Of course, Family Fun Night would have to be rebranded. Shake the old image and set the stage for a modern non-nuclear family. The Kids' Dad came up with the easy-to-type hard-to-say "FFN". Short for "Family Fun Night" or "Former Family Night" or any number of less polite monikers that we only mouth behind the kids' backs.

Dinner was a monstrous success for the boys, who both got to eat pancakes for dinner and compete in a Love Dog impersonation with their mom. We ate at a time and place that lumped us in with the terrifically quiet Early Bird crowd, all of whom gazed over their bifocals and relived false nostalgia for family values and quality time just by watching our little pseudo-nuclear family.

When deeper conversation might turn awkward, you stick to the neutral obvious. And so it was that, seated side by side in the dark of the theater, the Kids' Dad and I found ourselves divvying up the Coming Attractions. He made a rule ("It's going in the Parenting Agreement, " he demanded): I got to take the kids to any movies with talking animals and he got to take them to anything with guns.

G-Force: Me

G.I.Joe: Him

Where the Wild Things Are: Me

He claimed Percy Jackson and the Olympians, but I'm pretty sure I can amass evidence that minotaurs are talking animals...

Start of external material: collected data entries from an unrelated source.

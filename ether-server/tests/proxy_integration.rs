use bytes::Bytes;
use chrono::{Duration as ChronoDuration, Utc};
use ether_core::config::DatabaseConfig;
use ether_core::ipc::{self, EtherReply, EtherRequest, ReturnValue};
use ether_core::{
    AsyncMessage, Channel, Ether, EtherError, FaultKind, Posting, ProxyEther, RecvQuery,
    SqliteEther, Trace,
};
use ether_server::server;
use futures::{SinkExt, StreamExt};
use std::net::SocketAddr;
use std::sync::atomic::{AtomicUsize, Ordering};
use std::sync::Arc;
use std::time::Duration;
use tempfile::TempDir;
use tokio::net::{TcpListener, TcpStream};
use tokio::sync::broadcast;
use tokio_util::codec::Framed;

const FIVE_MIN: Duration = Duration::from_secs(300);
const POLL: Duration = Duration::from_millis(20);

struct Harness {
    _dir: TempDir,
    local: SqliteEther,
    addr: SocketAddr,
    shutdown: broadcast::Sender<()>,
    server: tokio::task::JoinHandle<anyhow::Result<()>>,
}

async fn start_proxy() -> Harness {
    let dir = tempfile::tempdir().unwrap();
    let url = format!("sqlite://{}", dir.path().join("ether.db").display());
    let local = SqliteEther::open(&DatabaseConfig::new(url))
        .await
        .unwrap()
        .with_poll_interval(POLL);

    let listener = TcpListener::bind("127.0.0.1:0").await.unwrap();
    let addr = listener.local_addr().unwrap();
    let (shutdown, rx) = broadcast::channel(1);
    let server = tokio::spawn(server::serve(listener, local.clone(), rx));

    Harness {
        _dir: dir,
        local,
        addr,
        shutdown,
        server,
    }
}

async fn client(addr: SocketAddr) -> ProxyEther {
    ProxyEther::connect(&addr.to_string())
        .await
        .unwrap()
        .with_poll_interval(POLL)
}

fn ping(contents: &str) -> AsyncMessage {
    AsyncMessage::new(Channel::prod(), "Ping", "kza-ping", Some(contents.to_string()))
}

#[tokio::test]
async fn test_ping_pong_through_proxy() {
    let h = start_proxy().await;
    let agent_a = client(h.addr).await;
    let agent_b = client(h.addr).await;
    let channel = Channel::prod();

    let mut b_inbox = agent_b.recv(RecvQuery::new(channel.clone()).of_types(["Ping"]));

    let mut msg = ping("ping 0");
    let mut trace = agent_a.begin_trace("ping-pong", &mut msg, FIVE_MIN).await.unwrap();
    let trace_id = trace.id.expect("trace id from server");
    assert_eq!(msg.trace.as_ref().and_then(|t| t.id), Some(trace_id));
    assert!(msg.id.is_some());
    assert!(msg.sent_at.is_some());

    let received = tokio::time::timeout(Duration::from_secs(5), b_inbox.next())
        .await
        .expect("ping before timeout")
        .unwrap()
        .unwrap();
    assert_eq!(received.id, msg.id);
    assert_eq!(received.sent_at, msg.sent_at);

    let mut a_inbox = agent_a.recv(
        RecvQuery::new(channel.clone())
            .for_trace(trace_id)
            .of_types(["Echo"])
            .since(msg.sent_at.unwrap()),
    );

    let mut reply = AsyncMessage::new(
        channel.clone(),
        "Echo",
        "kza-echo",
        Some(format!("Echo {}", received.contents_or_empty())),
    )
    .in_trace(received.trace.clone().unwrap());
    let reply_id = agent_b.send(&mut reply).await.unwrap();
    assert_eq!(reply.id, Some(reply_id));

    let echoed = tokio::time::timeout(Duration::from_secs(5), a_inbox.next())
        .await
        .expect("echo before timeout")
        .unwrap()
        .unwrap();
    assert_eq!(echoed.contents_or_empty(), "Echo ping 0");

    agent_a.end_trace(&mut trace).await.unwrap();
    assert!(!trace.active);

    let history = Utc::now() - ChronoDuration::hours(1);
    let unscoped: Vec<_> = agent_a
        .recv(RecvQuery::new(channel.clone()).since(history).non_blocking())
        .collect()
        .await;
    assert!(unscoped.is_empty());

    let pinned: Vec<_> = agent_a
        .recv(RecvQuery::new(channel).for_trace(trace_id).since(history).non_blocking())
        .collect()
        .await;
    assert_eq!(pinned.len(), 2);

    let stored = h.local.trace(trace_id).await.unwrap().unwrap();
    assert!(!stored.active);

    let _ = h.shutdown.send(());
}

#[tokio::test]
async fn test_server_errors_arrive_typed() {
    let h = start_proxy().await;
    let proxy = client(h.addr).await;

    let mut trace = proxy.begin_trace("t", &mut ping("ping 0"), FIVE_MIN).await.unwrap();
    let mut stale = trace.clone();
    proxy.end_trace(&mut trace).await.unwrap();

    // The client copy still claims active; the server's store knows better.
    let err = proxy.end_trace(&mut stale).await.unwrap_err();
    assert!(matches!(err, EtherError::PreconditionViolation(_)));
    assert!(stale.active);

    let mut traced = ping("ping 1").in_trace(trace.clone());
    proxy.send(&mut traced).await.unwrap();
    let err = proxy.send(&mut traced).await.unwrap_err();
    assert!(matches!(err, EtherError::PreconditionViolation(_)));

    let err = proxy
        .post(&Posting::new("status", "text", b"up".to_vec()))
        .await
        .unwrap_err();
    assert!(matches!(err, EtherError::UnsupportedFeature(_)));

    let _ = h.shutdown.send(());
}

#[tokio::test]
async fn test_malformed_request_gets_fault_and_connection_survives() {
    let h = start_proxy().await;
    let stream = TcpStream::connect(h.addr).await.unwrap();
    let mut framed = Framed::new(stream, ipc::frame_codec());

    framed.send(Bytes::from_static(b"\xc1 not a command")).await.unwrap();
    let frame = framed.next().await.unwrap().unwrap();
    let reply: EtherReply = ipc::decode(&frame).unwrap();
    assert!(matches!(
        reply,
        EtherReply::Fault {
            kind: FaultKind::Transport,
            ..
        }
    ));

    let request = EtherRequest::BeginTrace {
        name: "after-garbage".to_string(),
        message: ping("ping 0"),
        duration: FIVE_MIN,
    };
    framed.send(ipc::encode(&request).unwrap()).await.unwrap();
    let frame = framed.next().await.unwrap().unwrap();
    let reply: EtherReply = ipc::decode(&frame).unwrap();
    assert!(matches!(
        reply.into_result().unwrap(),
        ReturnValue::TraceBegun { .. }
    ));

    let _ = h.shutdown.send(());
}

#[tokio::test]
async fn test_non_blocking_recv_is_one_round_trip() {
    let h = start_proxy().await;
    let proxy = client(h.addr).await;

    let got = tokio::time::timeout(
        Duration::from_secs(2),
        proxy
            .recv(RecvQuery::new(Channel::prod()).non_blocking())
            .collect::<Vec<_>>(),
    )
    .await
    .expect("non-blocking recv returns");
    assert!(got.is_empty());

    let _ = h.shutdown.send(());
}

#[tokio::test]
async fn test_recv_retries_when_proxy_is_gone() {
    let h = start_proxy().await;
    let proxy = client(h.addr).await;

    let mut inbox = proxy.recv(RecvQuery::new(Channel::prod()));
    let _ = h.shutdown.send(());
    h.server.await.unwrap().unwrap();

    // Transport faults are logged and retried, never surfaced as stream items.
    let next = tokio::time::timeout(Duration::from_millis(200), inbox.next()).await;
    assert!(next.is_err(), "recv should keep retrying, got {:?}", next);
}

#[tokio::test]
async fn test_shutdown_stops_server() {
    let h = start_proxy().await;
    h.shutdown.send(()).unwrap();

    let result = tokio::time::timeout(Duration::from_secs(2), h.server)
        .await
        .expect("server stops on shutdown")
        .unwrap();
    assert!(result.is_ok());
}

/// A stand-in proxy that answers the n-th request it sees (across all connections) with
/// `respond(n, request)`: a delay and the raw reply frame.
async fn scripted_proxy<F>(respond: F) -> (SocketAddr, Arc<AtomicUsize>)
where
    F: Fn(usize, EtherRequest) -> (Duration, Bytes) + Send + Sync + 'static,
{
    let listener = TcpListener::bind("127.0.0.1:0").await.unwrap();
    let addr = listener.local_addr().unwrap();
    let seen = Arc::new(AtomicUsize::new(0));
    let respond = Arc::new(respond);

    let counter = Arc::clone(&seen);
    tokio::spawn(async move {
        while let Ok((stream, _)) = listener.accept().await {
            let respond = Arc::clone(&respond);
            let counter = Arc::clone(&counter);
            tokio::spawn(async move {
                let mut framed = Framed::new(stream, ipc::frame_codec());
                while let Some(Ok(frame)) = framed.next().await {
                    let n = counter.fetch_add(1, Ordering::SeqCst);
                    let request: EtherRequest = ipc::decode(&frame).unwrap();
                    let (delay, reply) = respond(n, request);
                    tokio::time::sleep(delay).await;
                    if framed.send(reply).await.is_err() {
                        break;
                    }
                }
            });
        }
    });

    (addr, seen)
}

fn traced_ping(contents: &str) -> AsyncMessage {
    let trace = Trace::new(Some(1), "t", Utc::now(), ChronoDuration::minutes(5)).unwrap();
    ping(contents).in_trace(trace)
}

fn reply(payload: ReturnValue) -> Bytes {
    ipc::encode(&EtherReply::ret(payload)).unwrap()
}

#[tokio::test]
async fn test_undecodable_reply_fails_call_and_recv_keeps_polling() {
    let (addr, seen) =
        scripted_proxy(|_, _| (Duration::ZERO, Bytes::from_static(b"\xc1\xc1"))).await;
    let proxy = client(addr).await;

    let mut msg = traced_ping("ping 0");
    let err = proxy.send(&mut msg).await.unwrap_err();
    assert!(matches!(err, EtherError::Transport(_)), "got {:?}", err);
    assert!(msg.id.is_none());
    assert!(msg.sent_at.is_none());

    let before = seen.load(Ordering::SeqCst);
    let mut inbox = proxy.recv(RecvQuery::new(Channel::prod()));
    let next = tokio::time::timeout(Duration::from_millis(150), inbox.next()).await;
    assert!(next.is_err(), "recv should keep retrying, got {:?}", next);
    assert!(seen.load(Ordering::SeqCst) >= before + 2);
}

#[tokio::test]
async fn test_wrong_return_value_leaves_caller_objects_untouched() {
    let (addr, _) = scripted_proxy(|_, request| {
        let payload = match request {
            EtherRequest::EndTrace { .. } => ReturnValue::Messages(Vec::new()),
            _ => ReturnValue::Nil,
        };
        (Duration::ZERO, reply(payload))
    })
    .await;
    let proxy = client(addr).await;

    let mut msg = traced_ping("ping 0");
    let err = proxy.send(&mut msg).await.unwrap_err();
    assert!(matches!(err, EtherError::Transport(_)));
    assert!(msg.id.is_none());

    let mut first = ping("ping 1");
    let err = proxy.begin_trace("t", &mut first, FIVE_MIN).await.unwrap_err();
    assert!(matches!(err, EtherError::Transport(_)));
    assert!(first.trace.is_none());
    assert!(first.id.is_none());
    assert!(!first.starts_trace);

    let mut trace = msg.trace.clone().unwrap();
    let err = proxy.end_trace(&mut trace).await.unwrap_err();
    assert!(matches!(err, EtherError::Transport(_)));
    assert!(trace.active);

    let mut inbox = proxy.recv(RecvQuery::new(Channel::prod()));
    let next = tokio::time::timeout(Duration::from_millis(100), inbox.next()).await;
    assert!(next.is_err(), "recv should keep retrying, got {:?}", next);
}

#[tokio::test]
async fn test_abandoned_call_does_not_leak_its_reply() {
    let (addr, _) = scripted_proxy(|n, _| {
        let delay = if n == 0 {
            Duration::from_millis(300)
        } else {
            Duration::ZERO
        };
        let payload = ReturnValue::Sent {
            message_id: 100 + n as i64,
            sent_at: Utc::now(),
        };
        (delay, reply(payload))
    })
    .await;
    let proxy = client(addr).await;

    let mut abandoned = traced_ping("ping 0");
    let gave_up = tokio::time::timeout(Duration::from_millis(50), proxy.send(&mut abandoned)).await;
    assert!(gave_up.is_err());
    assert!(abandoned.id.is_none());

    let mut next = traced_ping("ping 1");
    let id = proxy.send(&mut next).await.unwrap();
    assert_eq!(id, 101);
    assert_eq!(next.id, Some(101));
}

And nobody wanted to touch Cloudy With A Chance of Meatballs.

Sunday, July 19, 2009

The Protagonists

Firstborn
gender: male
born: August 2000

Impulsive, creative, brilliant and warm. Anxious and agitated and ADD. The best and worst of everything.



Sprite
gender: male
born: April 2004

Impish, clever, belligerent, and wonderful. Sneaky and soft and squishy. Has the uncanny ability to vanish into thin air and know twice as much as he lets on.



Love Dog
breed: German Shorthaired Pointer
adopted: February 2009

A boy dog we rescued recently just to him wander into the street and get him by a car. Full of peace, love, joy, and permanently damaged (much like his mother.)



Liza
born: April 1975

Mother, mathematician, and maker of a mean eggplant parmesan. Looking behind her at two failed marriages and ahead of her to half-a-lifetime of potential. Teasing the magic out of today and irresponsibly optimistic about tomorrow.